Lindow Moss is historically and ecologically unique, much loved by local people, and became particularly important this year when many of us walked, ran or cycled there for our daily exercise. It was a place of solace and tranquillity for hundreds of residents until – in mid-June – heavy machinery returned to remove peat.
There was significant concern in the community that this was a recommencement of commercial peat extraction, although residents were informed by the owners that this was necessary work prior to the planned restoration of Lindow Moss to a raised bog habitat. In light of this confusion, Transition Wilmslow launched its Save Lindow Moss campaign to try to inform people of what was going on and to find out more about what people really value about the Moss. Residents' questions were put directly to the ecologist in charge of the restoration, and these along with the responses can be viewed here.
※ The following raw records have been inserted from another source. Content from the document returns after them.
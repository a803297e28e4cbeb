//! OpenTelemetryCollector custom resource

use kube::CustomResource;
use schemars::JsonSchema;
use serde::{Deserialize, Serialize};

use super::types::Condition;

/// Default number of collector config versions kept for rollback
pub const DEFAULT_CONFIG_VERSIONS: i32 = 3;

/// How the collector workload is deployed
#[derive(Clone, Copy, Debug, Default, Deserialize, Serialize, JsonSchema, PartialEq, Eq)]
#[serde(rename_all = "lowercase")]
pub enum CollectorMode {
    /// A Deployment with `replicas` pods
    #[default]
    Deployment,
    /// One pod per node
    DaemonSet,
    /// A StatefulSet, optionally with persistent volumes
    StatefulSet,
}

impl std::fmt::Display for CollectorMode {
    fn fmt(&self, f: &mut std::fmt::Formatter<'_>) -> std::fmt::Result {
        match self {
            Self::Deployment => write!(f, "deployment"),
            Self::DaemonSet => write!(f, "daemonset"),
            Self::StatefulSet => write!(f, "statefulset"),
        }
    }
}

/// Whether the operator manages the resource's children
#[derive(Clone, Copy, Debug, Default, Deserialize, Serialize, JsonSchema, PartialEq, Eq)]
#[serde(rename_all = "lowercase")]
pub enum ManagementState {
    /// Children are reconciled
    #[default]
    Managed,
    /// The operator leaves the resource alone
    Unmanaged,
}

/// Target allocator settings embedded in the collector
#[derive(Clone, Debug, Default, Deserialize, Serialize, JsonSchema, PartialEq)]
#[serde(rename_all = "camelCase")]
pub struct TargetAllocatorEmbedded {
    /// Run a target allocator for this collector
    #[serde(default)]
    pub enabled: bool,

    /// Allocator image override
    #[serde(default, skip_serializing_if = "Option::is_none")]
    pub image: Option<String>,

    /// Allocator replicas
    #[serde(default, skip_serializing_if = "Option::is_none")]
    pub replicas: Option<i32>,

    /// Strategy used to spread targets over collectors
    #[serde(default, skip_serializing_if = "Option::is_none")]
    pub allocation_strategy: Option<String>,
}

/// Self-observability settings
#[derive(Clone, Debug, Default, Deserialize, Serialize, JsonSchema, PartialEq)]
#[serde(rename_all = "camelCase")]
pub struct ObservabilitySpec {
    /// Metrics settings
    #[serde(default)]
    pub metrics: MetricsConfigSpec,
}

/// Metrics settings
#[derive(Clone, Debug, Default, Deserialize, Serialize, JsonSchema, PartialEq)]
#[serde(rename_all = "camelCase")]
pub struct MetricsConfigSpec {
    /// Create ServiceMonitor/PodMonitor objects for the collector's own metrics
    #[serde(default)]
    pub enable_metrics: bool,
}

/// External access
#[derive(Clone, Debug, Default, Deserialize, Serialize, JsonSchema, PartialEq)]
#[serde(rename_all = "camelCase")]
pub struct IngressSpec {
    /// Hostname to expose the collector's receivers on
    #[serde(default, skip_serializing_if = "Option::is_none")]
    pub hostname: Option<String>,
}

/// Persistent volume claim template for statefulset mode
#[derive(Clone, Debug, Default, Deserialize, Serialize, JsonSchema, PartialEq)]
#[serde(rename_all = "camelCase")]
pub struct VolumeClaimTemplate {
    /// Claim name, also the volume name mounted into the pod
    pub name: String,

    /// Requested storage, e.g. `1Gi`
    pub storage: String,

    /// Storage class
    #[serde(default, skip_serializing_if = "Option::is_none")]
    pub storage_class_name: Option<String>,

    /// Access modes, defaults to ReadWriteOnce
    #[serde(default, skip_serializing_if = "Vec::is_empty")]
    pub access_modes: Vec<String>,
}

/// Specification for an OpenTelemetryCollector
#[derive(CustomResource, Clone, Debug, Deserialize, Serialize, JsonSchema, PartialEq)]
#[kube(
    group = "opentelemetry.io",
    version = "v1beta1",
    kind = "OpenTelemetryCollector",
    plural = "opentelemetrycollectors",
    shortname = "otelcol",
    namespaced,
    status = "OpenTelemetryCollectorStatus",
    printcolumn = r#"{"name":"Mode","type":"string","jsonPath":".spec.mode"}"#,
    printcolumn = r#"{"name":"Ready","type":"string","jsonPath":".status.conditions[?(@.type==\"Ready\")].status"}"#,
    printcolumn = r#"{"name":"Age","type":"date","jsonPath":".metadata.creationTimestamp"}"#
)]
#[serde(rename_all = "camelCase")]
pub struct OpenTelemetryCollectorSpec {
    /// Deployment mode
    #[serde(default)]
    pub mode: CollectorMode,

    /// Replicas for deployment and statefulset modes
    #[serde(default, skip_serializing_if = "Option::is_none")]
    pub replicas: Option<i32>,

    /// Collector image override
    #[serde(default, skip_serializing_if = "Option::is_none")]
    pub image: Option<String>,

    /// Collector configuration as YAML
    pub config: String,

    /// Number of previous config versions kept for rollback
    #[serde(default = "default_config_versions")]
    pub config_versions: i32,

    /// Whether the operator manages this collector
    #[serde(default)]
    pub management_state: ManagementState,

    /// Target allocator settings
    #[serde(default)]
    pub target_allocator: TargetAllocatorEmbedded,

    /// Self-observability settings
    #[serde(default)]
    pub observability: ObservabilitySpec,

    /// External access
    #[serde(default, skip_serializing_if = "Option::is_none")]
    pub ingress: Option<IngressSpec>,

    /// Claim templates for statefulset mode
    #[serde(default, skip_serializing_if = "Vec::is_empty")]
    pub volume_claim_templates: Vec<VolumeClaimTemplate>,
}

fn default_config_versions() -> i32 {
    DEFAULT_CONFIG_VERSIONS
}

/// Status for an OpenTelemetryCollector
#[derive(Clone, Debug, Default, Deserialize, Serialize, JsonSchema, PartialEq)]
#[serde(rename_all = "camelCase")]
pub struct OpenTelemetryCollectorStatus {
    /// Conditions representing the collector state
    #[serde(default, skip_serializing_if = "Vec::is_empty")]
    pub conditions: Vec<Condition>,

    /// Human-readable message about current state
    #[serde(default, skip_serializing_if = "Option::is_none")]
    pub message: Option<String>,

    /// Observed generation
    #[serde(default, skip_serializing_if = "Option::is_none")]
    pub observed_generation: Option<i64>,
}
In order to canvass opinion, Transition Wilmslow surveyed 431 people, both in-person and online, between 12th July and 16th August. Overall, 99% of respondents said that they wanted clarity from Cheshire East Council (CEC) on whether restoration would happen. Furthermore, 99% said they wanted processes, which actively involve local residents, to ensure that restoration happens to a high standard. People clearly want Lindow Moss to be restored properly, for CEC to communicate better with residents, and for residents to be actively engaged in the process
Transition Wilmslow also hoped to show why locals value Lindow Moss. The survey asked people to add personal comments, which constitute a powerful catalogue of over 170 unique perspectives on the Moss.
The responses of two residents summarise the feelings expressed. One said "along with many others, I have found being able to walk on the Moss a godsend during the recent lockdown – at a time when travel was severely curtailed, the importance of local green spaces, to local communities, has been made abundantly clear", and another stated: "for many people the exercise and tranquillity offered by places like Lindow Moss is vitally important for our mental health [...]. It would be a tragedy not to maintain and improve such a valuable resource." The full survey results can be viewed here.
Whilst it may not be possible to meet all of the residents' demands, and allay their concerns immediately, Transition Wilmslow recognises two important steps towards those goals. They are pleased to announce that the Wilmslow Neighbourhood Plan Implementation Group, chaired by Brian Donohue, has already written to the landowners suggesting that the Lindow Moss Liaison Committee, the establishment of which is a condition in the Decision Notice for the 2018 planning application (15/0064M), be set up as soon as possible.
This committee will ensure that there is proper oversight of the restoration plans and it is hoped will involve two local residents on its panel. Secondly, Transition Wilmslow is setting up a Lindow Moss Community Forum, to improve communication and involve more residents.
Our first Forum meeting will be on-line on Tuesday 22nd September and will aim to bring forum members up to speed on the restoration plans. Subsequent meetings will closely follow the progress with restoration and aim to communicate the opinions of forum members (and thereby local residents) to the Liaison Committee. If you would like to join the Lindow Moss Community Forum, fill out this form.
Brian Donohue, Chair of the Wilmslow Neighbourhood Plan Implementation Group said "The Wilmslow Neighbourhood Plan recognises the historic and biodiverse nature of Lindow Moss within the wider moss land area and includes policies supporting the safeguarding and restoration of the area. The implementation group has suggested to the landowners the setting up of the required Liaison group before restoration work starts. This will oversee the progress with restoration. It should include local residents as well as representatives of other groups on its panel. In conjunction with Transition Wilmslow's proposed Lindow Moss Community Forum, this will give residents a real voice, and improve communication about Lindow Moss' future immensely."
Tatton MP Esther McVey said "This survey demonstrates how much local people value Lindow Moss. It is vitally important that the restoration of the Moss goes ahead and that it becomes the carbon sink that we need to combat climate change, as well as a place of biodiversity, beauty and recreation. It is very important that local people have a real say on the future of the Moss."
Cheshire East Councillors Iain Macfarlane and Mark Goldsmith said: "Transition Wilmslow's survey highlights the importance of Lindow Moss to many local residents and how fully they support its restoration. After decades of peat extraction we will soon have the opportunity to return this much-loved area to natural wetland. We will ensure that Cheshire East Council monitor the regeneration closely and that it is completed to a high standard with vision & imagination.
"Furthermore, we support the involvement of local residents via the Liaison Committee, the Lindow Moss Community Forum and other local conservation groups as it is important that residents' voices continue to be heard."
Transition Wilmslow member and lead for the Save Lindow Moss campaign Matthew Fox said: "We are grateful to these local representatives for their support: we hope they help to ensure a bright future for Lindow Moss. We think it speaks to the success of the survey that these pledges have been given and would therefore like to thank everyone who completed the survey, as well as everyone who helped in designing it and collecting the responses. We look forward to the improved communication, and greater community engagement, which we hope will develop over the coming months and years."
Transition Wilmslow is part of the Transition Town Network.